(Stored data)
_ _ _ _
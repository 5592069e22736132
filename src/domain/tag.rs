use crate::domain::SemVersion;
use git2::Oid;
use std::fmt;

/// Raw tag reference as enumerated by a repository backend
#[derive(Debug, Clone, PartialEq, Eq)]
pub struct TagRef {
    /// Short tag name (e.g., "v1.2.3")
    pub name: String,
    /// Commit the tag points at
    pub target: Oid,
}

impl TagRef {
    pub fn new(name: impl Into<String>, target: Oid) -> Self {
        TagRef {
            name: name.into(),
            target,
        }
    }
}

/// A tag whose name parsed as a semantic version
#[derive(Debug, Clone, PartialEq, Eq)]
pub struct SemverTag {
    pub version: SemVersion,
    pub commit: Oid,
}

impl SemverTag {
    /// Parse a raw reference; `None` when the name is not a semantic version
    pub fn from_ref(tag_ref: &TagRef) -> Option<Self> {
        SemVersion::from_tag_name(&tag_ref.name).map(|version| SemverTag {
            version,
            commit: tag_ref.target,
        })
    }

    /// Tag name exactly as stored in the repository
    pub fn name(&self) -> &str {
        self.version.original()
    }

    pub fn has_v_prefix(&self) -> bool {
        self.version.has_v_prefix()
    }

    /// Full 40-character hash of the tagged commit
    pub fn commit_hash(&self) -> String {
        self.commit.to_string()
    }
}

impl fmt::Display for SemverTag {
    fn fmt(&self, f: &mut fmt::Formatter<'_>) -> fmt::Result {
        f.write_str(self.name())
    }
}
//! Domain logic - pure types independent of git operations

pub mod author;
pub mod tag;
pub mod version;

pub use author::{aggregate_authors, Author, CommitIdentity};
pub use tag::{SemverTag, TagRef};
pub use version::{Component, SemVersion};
_ _ _ _
THE PROBLEM ::
Output all preceding records character for character.

SOLUTION FOR THIS EXERCISE ::
repository 5592069e22736132
filename src/domain/tag.rs
use crate::domain::SemVersion;
use git2::Oid;
use std::fmt;

/// Raw tag reference as enumerated by a repository backend
#[derive(Debug, Clone, PartialEq, Eq)]
pub struct TagRef {
    /// Short tag name (e.g., "v1.2.3")
    pub name: String,
    /// Commit the tag points at
    pub target: Oid,
}

impl TagRef {
    pub fn new(name: impl Into<String>, target: Oid) -> Self {
        TagRef {
            name: name.into(),
            target,
        }
    }
}

/// A tag whose name parsed as a semantic version
#[derive(Debug, Clone, PartialEq, Eq)]
pub struct SemverTag {
    pub version: SemVersion,
    pub commit: Oid,
}

impl SemverTag {
    /// Parse a raw reference; `None` when the name is not a semantic version
    pub fn from_ref(tag_ref: &TagRef) -> Option<Self> {
        SemVersion::from_tag_name(&tag_ref.name).map(|version| SemverTag {
            version,
            commit: tag_ref.target,
        })
    }

    /// Tag name exactly as stored in the repository
    pub fn name(&self) -> &str {
        self.version.original()
    }

    pub fn has_v_prefix(&self) -> bool {
        self.version.has_v_prefix()
    }

    /// Full 40-character hash of the tagged commit
    pub fn commit_hash(&self) -> String {
        self.commit.to_string()
    }
}

impl fmt::Display for SemverTag {
    fn fmt(&self, f: &mut fmt::Formatter<'_>) -> fmt::Result {
        f.write_str(self.name())
    }
}
//! Domain logic - pure types independent of git operations

pub mod author;
pub mod tag;
pub mod version;

pub use author::{aggregate_authors, Author, CommitIdentity};
pub use tag::{SemverTag, TagRef};
pub use version::{Component, SemVersion};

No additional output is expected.